Origine et histoire
L'immeuble dit le Temple du Goût est un ancien hôtel particulier situé au n°16 allée Duguay-Trouin et au n°30 rue Kervégan à Nantes, en Loire-Atlantique, région Pays de la Loire. Construit en 1753 par l'architecte Pierre Rousseau pour l'armateur Guillaume Grou, il figure parmi les rares hôtels particuliers nantais classés dans leur intégralité. Il se distingue par une façade de forme pyramidale et constitue l'un des plus beaux exemples du « baroque nantais », variante locale du baroque caractéristique des immeubles du XVIIIe siècle à Nantes.

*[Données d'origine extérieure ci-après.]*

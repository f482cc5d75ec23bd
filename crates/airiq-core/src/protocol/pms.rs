//! PMS5003 frame decoding
//!
//! Frame format (all multi-byte fields big-endian):
//! - 2 bytes: start marker `42 4D`
//! - 2 bytes: payload length N (28 on a PMS5003)
//! - N bytes: payload, whose first 12 bytes are six u16 concentrations
//!   PM1.0/PM2.5/PM10 at CF=1, then PM1.0/PM2.5/PM10 atmospheric, and whose
//!   last 2 bytes are the checksum of every preceding frame byte

use byteorder::{BigEndian, ByteOrder};
use serde::{Deserialize, Serialize};
use std::time::Duration;

use super::checksum::{pm_checksum, verify_pm_checksum};
use super::{
    ByteSource, Protocol, RawFrame, SensorError, MAX_PM_PAYLOAD_LEN, MIN_PM_PAYLOAD_LEN,
    PM_START_MARKER,
};

/// Payload length a PMS5003 declares
pub const PMS5003_PAYLOAD_LEN: usize = 28;

const HEADER_LEN: usize = 4;

/// The six concentrations carried by one frame, in µg/m³
#[derive(Debug, Clone, Copy, Default, PartialEq, Eq, Hash, Serialize, Deserialize)]
pub struct PmFrame {
    /// PM1.0, CF=1
    pub pm1_cf: u16,
    /// PM2.5, CF=1
    pub pm25_cf: u16,
    /// PM10, CF=1
    pub pm10_cf: u16,
    /// PM1.0, atmospheric
    pub pm1_atm: u16,
    /// PM2.5, atmospheric
    pub pm25_atm: u16,
    /// PM10, atmospheric
    pub pm10_atm: u16,
}

impl PmFrame {
    /// Values in wire order
    pub fn to_array(&self) -> [u16; 6] {
        [
            self.pm1_cf,
            self.pm25_cf,
            self.pm10_cf,
            self.pm1_atm,
            self.pm25_atm,
            self.pm10_atm,
        ]
    }

    /// Build from values in wire order
    pub fn from_array(values: [u16; 6]) -> Self {
        let [pm1_cf, pm25_cf, pm10_cf, pm1_atm, pm25_atm, pm10_atm] = values;
        Self {
            pm1_cf,
            pm25_cf,
            pm10_cf,
            pm1_atm,
            pm25_atm,
            pm10_atm,
        }
    }

    /// Encode as a complete PMS5003 wire frame.
    ///
    /// Particle counts and the reserved word are sent as zero.
    pub fn encode(&self) -> Vec<u8> {
        let mut bytes = Vec::with_capacity(HEADER_LEN + PMS5003_PAYLOAD_LEN);
        bytes.extend_from_slice(&PM_START_MARKER);

        let mut word = [0u8; 2];
        BigEndian::write_u16(&mut word, PMS5003_PAYLOAD_LEN as u16);
        bytes.extend_from_slice(&word);

        for value in self.to_array() {
            BigEndian::write_u16(&mut word, value);
            bytes.extend_from_slice(&word);
        }
        bytes.resize(HEADER_LEN + PMS5003_PAYLOAD_LEN, 0);

        let sum = pm_checksum(&bytes);
        let tail = bytes.len() - 2;
        BigEndian::write_u16(&mut bytes[tail..], sum);
        bytes
    }
}

/// Read the remainder of a frame from a source aligned just past the marker.
///
/// Returns the whole frame, marker included, so the checksum can be verified
/// over exactly what was received. Partial frames are discarded.
pub fn read_frame<S: ByteSource + ?Sized>(
    source: &mut S,
    timeout: Duration,
) -> Result<RawFrame, SensorError> {
    let len_bytes = source.read_bytes(2, timeout)?;
    if len_bytes.len() != 2 {
        return Err(SensorError::TruncatedFrame {
            expected: 2,
            actual: len_bytes.len(),
        });
    }
    let declared = check_declared_len(BigEndian::read_u16(&len_bytes) as usize)?;

    let payload = source.read_bytes(declared, timeout)?;
    if payload.len() != declared {
        tracing::debug!(declared, received = payload.len(), "PMS5003 frame cut short");
        return Err(SensorError::TruncatedFrame {
            expected: declared,
            actual: payload.len(),
        });
    }

    let mut bytes = Vec::with_capacity(HEADER_LEN + declared);
    bytes.extend_from_slice(&PM_START_MARKER);
    bytes.extend_from_slice(&len_bytes);
    bytes.extend_from_slice(&payload);
    Ok(RawFrame::new(Protocol::Pms5003, bytes))
}

/// Validate and decode a complete buffered frame
pub fn decode_frame(frame: &[u8]) -> Result<PmFrame, SensorError> {
    if frame.len() < HEADER_LEN {
        return Err(SensorError::TruncatedFrame {
            expected: HEADER_LEN,
            actual: frame.len(),
        });
    }
    if frame[..2] != PM_START_MARKER {
        return Err(SensorError::StartByteMismatch(frame[0]));
    }
    let declared = check_declared_len(BigEndian::read_u16(&frame[2..4]) as usize)?;
    if frame.len() != HEADER_LEN + declared {
        return Err(SensorError::TruncatedFrame {
            expected: HEADER_LEN + declared,
            actual: frame.len(),
        });
    }

    verify_pm_checksum(frame)?;

    let payload = &frame[HEADER_LEN..];
    let mut values = [0u16; 6];
    BigEndian::read_u16_into(&payload[..12], &mut values);
    Ok(PmFrame::from_array(values))
}

fn check_declared_len(declared: usize) -> Result<usize, SensorError> {
    if declared > MAX_PM_PAYLOAD_LEN {
        return Err(SensorError::FrameTooLong(declared));
    }
    if declared < MIN_PM_PAYLOAD_LEN {
        return Err(SensorError::TruncatedFrame {
            expected: MIN_PM_PAYLOAD_LEN,
            actual: declared,
        });
    }
    Ok(declared)
}

#[cfg(test)]
mod tests {
    use super::*;
    use crate::protocol::MockSource;

    fn sample() -> PmFrame {
        PmFrame::from_array([10, 25, 40, 10, 25, 40])
    }

    #[test]
    fn test_encode_layout() {
        let bytes = sample().encode();
        assert_eq!(bytes.len(), 32);
        assert_eq!(&bytes[..4], &[0x42, 0x4D, 0x00, 0x1C]);
        assert_eq!(
            &bytes[4..16],
            &[0x00, 0x0A, 0x00, 0x19, 0x00, 0x28, 0x00, 0x0A, 0x00, 0x19, 0x00, 0x28]
        );
        assert!(verify_pm_checksum(&bytes).is_ok());
    }

    #[test]
    fn test_decode_concrete_payload() {
        let decoded = decode_frame(&sample().encode()).unwrap();
        assert_eq!(decoded.pm1_cf, 10);
        assert_eq!(decoded.pm25_cf, 25);
        assert_eq!(decoded.pm10_cf, 40);
        assert_eq!(decoded.pm1_atm, 10);
        assert_eq!(decoded.pm25_atm, 25);
        assert_eq!(decoded.pm10_atm, 40);
    }

    #[test]
    fn test_decode_minimal_payload() {
        // 12 data bytes + checksum, nothing else
        let mut frame = vec![0x42, 0x4D, 0x00, 0x0E];
        frame.extend_from_slice(&[0, 1, 0, 2, 0, 3, 0, 4, 0, 5, 0, 6, 0, 0]);
        let sum = pm_checksum(&frame);
        let tail = frame.len() - 2;
        frame[tail..].copy_from_slice(&sum.to_be_bytes());

        assert_eq!(
            decode_frame(&frame).unwrap(),
            PmFrame::from_array([1, 2, 3, 4, 5, 6])
        );
    }

    #[test]
    fn test_read_frame_from_aligned_source() {
        let bytes = sample().encode();
        let mut source = MockSource::with_stream(&bytes[2..]);
        let frame = read_frame(&mut source, Duration::from_millis(10)).unwrap();
        assert_eq!(frame.protocol, Protocol::Pms5003);
        assert_eq!(frame.bytes, bytes);
    }

    #[test]
    fn test_truncated_payload() {
        let bytes = sample().encode();
        let mut source = MockSource::with_stream(&bytes[2..20]);
        let err = read_frame(&mut source, Duration::from_millis(10)).unwrap_err();
        assert!(matches!(
            err,
            SensorError::TruncatedFrame {
                expected: 28,
                actual: 16
            }
        ));
    }

    #[test]
    fn test_oversized_length_not_read() {
        let mut source = MockSource::with_stream([0xFF, 0xFF, 0x00, 0x00]);
        let err = read_frame(&mut source, Duration::from_millis(10)).unwrap_err();
        assert!(matches!(err, SensorError::FrameTooLong(0xFFFF)));
        assert_eq!(source.pending(), 2);
    }

    #[test]
    fn test_undersized_length() {
        let mut source = MockSource::with_stream([0x00, 0x04, 0x00, 0x00, 0x00, 0x00]);
        let err = read_frame(&mut source, Duration::from_millis(10)).unwrap_err();
        assert!(matches!(err, SensorError::TruncatedFrame { expected: 14, actual: 4 }));
    }

    #[test]
    fn test_corrupted_checksum_field() {
        let mut bytes = sample().encode();
        let last = bytes.len() - 1;
        bytes[last] ^= 0x01;
        assert!(matches!(
            decode_frame(&bytes),
            Err(SensorError::ChecksumMismatch { .. })
        ));
    }

    #[test]
    fn test_wrong_marker() {
        let mut bytes = sample().encode();
        bytes[0] = 0x43;
        assert!(matches!(
            decode_frame(&bytes),
            Err(SensorError::StartByteMismatch(0x43))
        ));
    }
}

Le projet initial pour l'île Feydeau, élaboré en 1723 sous la direction de Jacques Goubert, prévoyait vingt-quatre immeubles aux façades et proportions identiques, mais l'affaissement des sols marécageux freina les travaux au début des années 1740. L'abandon de l'obligation d'unité architecturale décidé par le Conseil d'État en 1743 relança la construction. Pierre Rousseau acquit en 1750 la parcelle n°22 et entreprit la construction pour Guillaume Grou, achevée en 1754 ; il se réserva, dès 1755, un appartement et le bâtiment reçut le surnom de « Temple du Goût ». Destiné rapidement à devenir un immeuble de rapport, il accueillit des locataires de statuts variés selon le prestige et la superficie des logements. L'édifice a conservé sa structure et son organisation intérieure d'origine, malgré des travaux de rénovation menés dans les années 1950 à la suite de dommages causés pendant la Seconde Guerre mondiale, touchant notamment le dernier étage et une partie de la cour intérieure.

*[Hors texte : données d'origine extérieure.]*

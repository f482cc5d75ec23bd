//! Byte sources
//!
//! A [`ByteSource`] is the only thing the decoders know about the transport.
//! Reads are bounded by a timeout and may come back short; that is how a
//! stalled or silent sensor shows up to the frame layer.

use serialport::SerialPort;
use std::collections::VecDeque;
use std::io::{self, Read, Write};
use std::time::{Duration, Instant};

/// Abstraction over a serial transport
pub trait ByteSource: Send {
    /// Read up to `n` bytes, giving up when `timeout` elapses.
    ///
    /// A short (possibly empty) result means the timeout expired; it is not an
    /// error. Errors are reserved for the link itself failing.
    fn read_bytes(&mut self, n: usize, timeout: Duration) -> io::Result<Vec<u8>>;

    /// Write a complete command buffer
    fn write_bytes(&mut self, data: &[u8]) -> io::Result<()>;

    /// Discard anything already received but not yet read
    fn clear_input(&mut self) -> io::Result<()>;
}

/// Serial port wrapper implementing [`ByteSource`]
pub struct SerialChannel {
    port: Box<dyn SerialPort>,
    baud_rate: u32,
}

impl SerialChannel {
    /// Wrap an open, configured port
    pub fn new(port: Box<dyn SerialPort>, baud_rate: u32) -> Self {
        Self { port, baud_rate }
    }

    /// Name of the underlying device, if the driver reports one
    pub fn name(&self) -> Option<String> {
        self.port.name()
    }

    /// Time the UART needs to shift `len` bytes out at 8N1 framing
    fn transmit_time(&self, len: usize) -> Duration {
        let baud = if self.baud_rate == 0 {
            tracing::warn!("baud rate is 0, assuming 9600 for transmit timing");
            9600
        } else {
            self.baud_rate
        };
        // 10 bits per byte: start + 8 data + stop
        let bits = (len * 10) as u64;
        Duration::from_micros(bits * 1_000_000 / baud as u64)
    }
}

impl ByteSource for SerialChannel {
    fn read_bytes(&mut self, n: usize, timeout: Duration) -> io::Result<Vec<u8>> {
        let mut buf = vec![0u8; n];
        let mut filled = 0;
        let deadline = Instant::now() + timeout;

        while filled < n {
            let remaining = deadline.saturating_duration_since(Instant::now());
            if remaining.is_zero() {
                break;
            }
            self.port
                .set_timeout(remaining)
                .map_err(|e| io::Error::new(io::ErrorKind::Other, e))?;

            match self.port.read(&mut buf[filled..]) {
                Ok(0) => break,
                Ok(count) => filled += count,
                Err(ref e)
                    if e.kind() == io::ErrorKind::TimedOut
                        || e.kind() == io::ErrorKind::WouldBlock =>
                {
                    break
                }
                Err(ref e) if e.kind() == io::ErrorKind::Interrupted => continue,
                Err(e) => return Err(e),
            }
        }

        buf.truncate(filled);
        Ok(buf)
    }

    fn write_bytes(&mut self, data: &[u8]) -> io::Result<()> {
        // flush() ends in tcdrain, which can block indefinitely on some USB
        // adapters; wait out the transmit time instead.
        self.port.write_all(data)?;
        let wait = self.transmit_time(data.len()) + Duration::from_millis(5);
        tracing::trace!(
            bytes = data.len(),
            wait_ms = wait.as_millis() as u64,
            "wrote command"
        );
        std::thread::sleep(wait);
        Ok(())
    }

    fn clear_input(&mut self) -> io::Result<()> {
        self.port
            .clear(serialport::ClearBuffer::Input)
            .map_err(|e| io::Error::new(io::ErrorKind::Other, e))
    }
}

/// In-memory byte source.
///
/// Serves a preloaded receive stream, optionally appending a scripted reply
/// every time a command is written. Reads never block: when the stream runs
/// dry they return short, exactly like a serial read hitting its timeout.
#[derive(Debug, Default)]
pub struct MockSource {
    rx: VecDeque<u8>,
    replies: VecDeque<Vec<u8>>,
    written: Vec<u8>,
    failure: Option<io::ErrorKind>,
}

impl MockSource {
    /// Empty source; every read comes back short
    pub fn new() -> Self {
        Self::default()
    }

    /// Source whose receive stream starts with `bytes`
    pub fn with_stream(bytes: impl AsRef<[u8]>) -> Self {
        let mut source = Self::new();
        source.push_stream(bytes);
        source
    }

    /// Append bytes to the receive stream
    pub fn push_stream(&mut self, bytes: impl AsRef<[u8]>) {
        self.rx.extend(bytes.as_ref().iter().copied());
    }

    /// Queue a reply delivered after the next write
    pub fn push_reply(&mut self, reply: impl Into<Vec<u8>>) {
        self.replies.push_back(reply.into());
    }

    /// Make every subsequent read fail with `kind`
    pub fn fail_reads(&mut self, kind: io::ErrorKind) {
        self.failure = Some(kind);
    }

    /// Everything written to the source so far
    pub fn written(&self) -> &[u8] {
        &self.written
    }

    /// Bytes still waiting to be read
    pub fn pending(&self) -> usize {
        self.rx.len()
    }
}

impl ByteSource for MockSource {
    fn read_bytes(&mut self, n: usize, _timeout: Duration) -> io::Result<Vec<u8>> {
        if let Some(kind) = self.failure {
            return Err(io::Error::new(kind, "mock read failure"));
        }
        let count = n.min(self.rx.len());
        Ok(self.rx.drain(..count).collect())
    }

    fn write_bytes(&mut self, data: &[u8]) -> io::Result<()> {
        self.written.extend_from_slice(data);
        if let Some(reply) = self.replies.pop_front() {
            self.rx.extend(reply);
        }
        Ok(())
    }

    fn clear_input(&mut self) -> io::Result<()> {
        self.rx.clear();
        Ok(())
    }
}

Pierre Rousseau affirme sa personnalité sur les façades côté quai et côté rue, presque identiques, par la richesse des sculptures et des balcons. Le style combine un baroque tempéré, avec des motifs naturalistes, une certaine asymétrie et des courbes mesurées, et des accents classiques qui structurent l'ensemble. Les lignes verticales des cinq travées organisent la composition autour de la travée centrale, prolongée jusqu'au fronton, tandis que les balcons dessinent une pyramide ascendante renforcée par des agrafes guidant le regard vers le haut. La pyramide formée par les trois niveaux de balcons, dont les sols sont en marbre noir de Sablé, accentue l'élévation et le prestige de la façade.

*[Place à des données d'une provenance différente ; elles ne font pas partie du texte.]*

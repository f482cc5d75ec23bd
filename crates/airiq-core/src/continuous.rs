//! Continuous polling
//!
//! [`ContinuousReader`] turns single reads into a lazy stream of decode
//! outcomes. It is a small state machine:
//!
//! ```text
//! Running --next()--> Decoding --ok / recoverable error--> Running
//!                         \--transport failure--> Stopped
//! Running --sleep, then cancelled or past deadline--> Stopped
//! ```
//!
//! Decode failures are yielded as `Err` items and never end the session; a
//! serial link is expected to desynchronize now and then. Only cancellation,
//! the optional deadline, or the link itself failing stop it. `Stopped` is
//! terminal and the iterator is fused.

use serde::Serialize;
use std::iter::FusedIterator;
use std::sync::atomic::{AtomicBool, Ordering};
use std::sync::mpsc::{self, Receiver, Sender};
use std::sync::Arc;
use std::time::{Duration, Instant};

use crate::reading::DecodeOutcome;
use crate::sensor::Sensor;

/// Session state
#[derive(Debug, Clone, Copy, PartialEq, Eq, Serialize)]
pub enum SessionState {
    /// Waiting for the next cycle
    Running,
    /// A read cycle is in progress
    Decoding,
    /// Session ended; no further items
    Stopped,
}

/// Why a session stopped
#[derive(Debug, Clone, Copy, PartialEq, Eq, Serialize)]
pub enum StopReason {
    /// A [`CancelHandle`] was triggered
    Cancelled,
    /// The session duration elapsed
    DeadlineReached,
    /// The link failed and cannot be polled further
    TransportFailure,
}

/// Cooperative cancellation for a running session.
///
/// Cloneable and usable from any thread. Cancelling also wakes a reader that
/// is sleeping between cycles, so shutdown does not wait out the interval.
#[derive(Debug, Clone)]
pub struct CancelHandle {
    flag: Arc<AtomicBool>,
    wake: Sender<()>,
}

impl CancelHandle {
    /// Ask the session to stop at its next check point
    pub fn cancel(&self) {
        self.flag.store(true, Ordering::SeqCst);
        // The reader may already be gone
        let _ = self.wake.send(());
    }

    /// Whether cancellation has been requested
    pub fn is_cancelled(&self) -> bool {
        self.flag.load(Ordering::SeqCst)
    }
}

/// Counters for a session
#[derive(Debug, Clone, Copy, Default, PartialEq, Eq, Serialize)]
pub struct SessionStats {
    /// Read cycles performed
    pub cycles: u64,
    /// Cycles that ended in a decode or transport failure
    pub failures: u64,
}

/// Polls a sensor on a fixed interval until cancelled or past its deadline
pub struct ContinuousReader<T: Sensor> {
    sensor: T,
    interval: Duration,
    duration: Option<Duration>,
    deadline: Option<Instant>,
    started: Option<Instant>,
    state: SessionState,
    stop_reason: Option<StopReason>,
    stats: SessionStats,
    cancel: CancelHandle,
    wake: Receiver<()>,
}

impl<T: Sensor> ContinuousReader<T> {
    /// Unbounded session polling `sensor` every `interval`
    pub fn new(sensor: T, interval: Duration) -> Self {
        let min = sensor.min_poll_interval();
        if interval < min {
            tracing::warn!(
                protocol = %sensor.protocol(),
                interval_ms = interval.as_millis() as u64,
                recommended_ms = min.as_millis() as u64,
                "polling faster than recommended may affect sensor accuracy"
            );
        }

        let (tx, rx) = mpsc::channel();
        Self {
            sensor,
            interval,
            duration: None,
            deadline: None,
            started: None,
            state: SessionState::Running,
            stop_reason: None,
            stats: SessionStats::default(),
            cancel: CancelHandle {
                flag: Arc::new(AtomicBool::new(false)),
                wake: tx,
            },
            wake: rx,
        }
    }

    /// Stop once `duration` has elapsed since the first cycle
    pub fn with_duration(mut self, duration: Duration) -> Self {
        self.duration = Some(duration);
        self
    }

    /// Handle for stopping this session from elsewhere
    pub fn cancel_handle(&self) -> CancelHandle {
        self.cancel.clone()
    }

    /// Current state
    pub fn state(&self) -> SessionState {
        self.state
    }

    /// Why the session stopped, once it has
    pub fn stop_reason(&self) -> Option<StopReason> {
        self.stop_reason
    }

    /// Counters so far
    pub fn stats(&self) -> SessionStats {
        self.stats
    }

    /// Configured polling interval
    pub fn interval(&self) -> Duration {
        self.interval
    }

    /// Time since the first cycle started
    pub fn elapsed(&self) -> Duration {
        self.started.map(|s| s.elapsed()).unwrap_or_default()
    }

    /// Wait one interval, returning early if cancelled.
    ///
    /// The reader holds a sender itself, so the channel never disconnects and
    /// the only ways out are a wake-up or the timeout.
    fn sleep_interval(&self) {
        let _ = self.wake.recv_timeout(self.interval);
    }

    fn exit_condition(&self) -> Option<StopReason> {
        if self.cancel.is_cancelled() {
            return Some(StopReason::Cancelled);
        }
        match self.deadline {
            Some(deadline) if Instant::now() >= deadline => Some(StopReason::DeadlineReached),
            _ => None,
        }
    }

    fn stop(&mut self, reason: StopReason) {
        self.state = SessionState::Stopped;
        self.stop_reason = Some(reason);
        tracing::info!(
            protocol = %self.sensor.protocol(),
            reason = ?reason,
            cycles = self.stats.cycles,
            failures = self.stats.failures,
            "polling session stopped"
        );
    }
}

impl<T: Sensor> Iterator for ContinuousReader<T> {
    type Item = DecodeOutcome<T::Reading>;

    fn next(&mut self) -> Option<Self::Item> {
        if self.state == SessionState::Stopped {
            return None;
        }

        let exit = if self.started.is_none() {
            let now = Instant::now();
            self.started = Some(now);
            self.deadline = self.duration.map(|d| now + d);
            self.cancel
                .is_cancelled()
                .then_some(StopReason::Cancelled)
        } else {
            self.sleep_interval();
            self.exit_condition()
        };

        if let Some(reason) = exit {
            self.stop(reason);
            return None;
        }

        self.state = SessionState::Decoding;
        let outcome = self.sensor.read_once();
        self.stats.cycles += 1;

        match &outcome {
            Ok(_) => self.state = SessionState::Running,
            Err(err) if err.is_recoverable() => {
                self.stats.failures += 1;
                tracing::warn!(
                    protocol = %self.sensor.protocol(),
                    kind = ?err.kind(),
                    "read failed: {}",
                    err
                );
                self.state = SessionState::Running;
            }
            Err(err) => {
                self.stats.failures += 1;
                tracing::error!(protocol = %self.sensor.protocol(), "link failed: {}", err);
                self.stop(StopReason::TransportFailure);
            }
        }

        Some(outcome)
    }
}

impl<T: Sensor> FusedIterator for ContinuousReader<T> {}

#[cfg(test)]
mod tests {
    use super::*;
    use crate::protocol::{PmFrame, Protocol, SensorError};
    use std::collections::VecDeque;

    /// Sensor replaying canned outcomes, then failing with sync timeouts
    struct Scripted {
        outcomes: VecDeque<DecodeOutcome<u16>>,
    }

    impl Scripted {
        fn new(outcomes: Vec<DecodeOutcome<u16>>) -> Self {
            Self {
                outcomes: outcomes.into(),
            }
        }
    }

    impl Sensor for Scripted {
        type Reading = u16;

        fn protocol(&self) -> Protocol {
            Protocol::Pms5003
        }

        fn read_once(&mut self) -> DecodeOutcome<u16> {
            self.outcomes
                .pop_front()
                .unwrap_or(Err(SensorError::SyncTimeout { scanned: 0 }))
        }
    }

    #[test]
    fn test_failures_do_not_end_session() {
        let sensor = Scripted::new(vec![
            Err(SensorError::ChecksumMismatch {
                expected: 1,
                actual: 2,
            }),
            Ok(7),
            Err(SensorError::TruncatedFrame {
                expected: 28,
                actual: 3,
            }),
            Ok(8),
        ]);
        let mut reader = ContinuousReader::new(sensor, Duration::ZERO);
        let items: Vec<_> = reader.by_ref().take(6).collect();

        assert_eq!(items.len(), 6);
        assert_eq!(items.iter().filter(|i| i.is_ok()).count(), 2);
        assert_eq!(reader.state(), SessionState::Running);
        assert_eq!(
            reader.stats(),
            SessionStats {
                cycles: 6,
                failures: 4
            }
        );
    }

    #[test]
    fn test_cancel_before_first_cycle() {
        let mut reader = ContinuousReader::new(Scripted::new(vec![Ok(1)]), Duration::ZERO);
        reader.cancel_handle().cancel();
        assert!(reader.next().is_none());
        assert_eq!(reader.stop_reason(), Some(StopReason::Cancelled));
        assert_eq!(reader.stats().cycles, 0);
    }

    #[test]
    fn test_cancel_between_cycles() {
        let mut reader = ContinuousReader::new(Scripted::new(vec![Ok(1), Ok(2)]), Duration::ZERO);
        let handle = reader.cancel_handle();
        assert_eq!(reader.next().unwrap().unwrap(), 1);
        handle.cancel();
        assert!(reader.next().is_none());
        assert!(reader.next().is_none());
        assert_eq!(reader.state(), SessionState::Stopped);
    }

    #[test]
    fn test_cancel_interrupts_sleep() {
        let mut reader =
            ContinuousReader::new(Scripted::new(vec![Ok(1)]), Duration::from_secs(60));
        let handle = reader.cancel_handle();
        assert!(reader.next().unwrap().is_ok());

        let canceller = std::thread::spawn(move || {
            std::thread::sleep(Duration::from_millis(20));
            handle.cancel();
        });
        let start = Instant::now();
        assert!(reader.next().is_none());
        assert!(start.elapsed() < Duration::from_secs(5));
        canceller.join().unwrap();
    }

    #[test]
    fn test_transport_failure_is_last_item() {
        let io = std::io::Error::new(std::io::ErrorKind::BrokenPipe, "unplugged");
        let sensor = Scripted::new(vec![Ok(1), Err(SensorError::IoError(io)), Ok(2)]);
        let items: Vec<_> = ContinuousReader::new(sensor, Duration::ZERO).collect();
        assert_eq!(items.len(), 2);
        assert!(items[1].is_err());
    }

    #[test]
    fn test_zero_duration_runs_one_cycle() {
        let reader = ContinuousReader::new(Scripted::new(vec![Ok(5)]), Duration::ZERO)
            .with_duration(Duration::ZERO);
        let items: Vec<_> = reader.collect();
        assert_eq!(items.len(), 1);
    }

    #[test]
    fn test_warns_but_polls_fast_sensor() {
        struct Slow;
        impl Sensor for Slow {
            type Reading = PmFrame;
            fn protocol(&self) -> Protocol {
                Protocol::Mhz19c
            }
            fn read_once(&mut self) -> DecodeOutcome<PmFrame> {
                Ok(PmFrame::default())
            }
            fn min_poll_interval(&self) -> Duration {
                Duration::from_secs(5)
            }
        }

        let mut reader = ContinuousReader::new(Slow, Duration::ZERO);
        assert!(reader.next().unwrap().is_ok());
        assert!(reader.next().unwrap().is_ok());
    }
}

Le balcon du premier étage, soutenu par six consoles ventrues monumentales, couvre toute la largeur et protège cinq portes-fenêtres en plein cintre ; au second étage le balcon se réduit aux trois portes-fenêtres centrales et repose sur des trompes, et au troisième il ne protège que la porte-fenêtre centrale, les autres ouvertures étant des fenêtres rectangulaires à banquette. L'ensemble est surmonté d'un fronton triangulaire ajouré, de deux lucarnes rondes et de chiens-assis. Trois mascarons ornent le premier étage de chaque façade, dont deux aux traits humains flanquant la baie centrale ; l'un côté quai représente une femme coiffée de guirlandes et de grappes de raisin, l'autre un homme barbu et enturbanné aux allures de voyageur ou d'Indien, des motifs pouvant évoquer les origines maritimes et commerciales de Nantes et, plus particulièrement, le commerce triangulaire.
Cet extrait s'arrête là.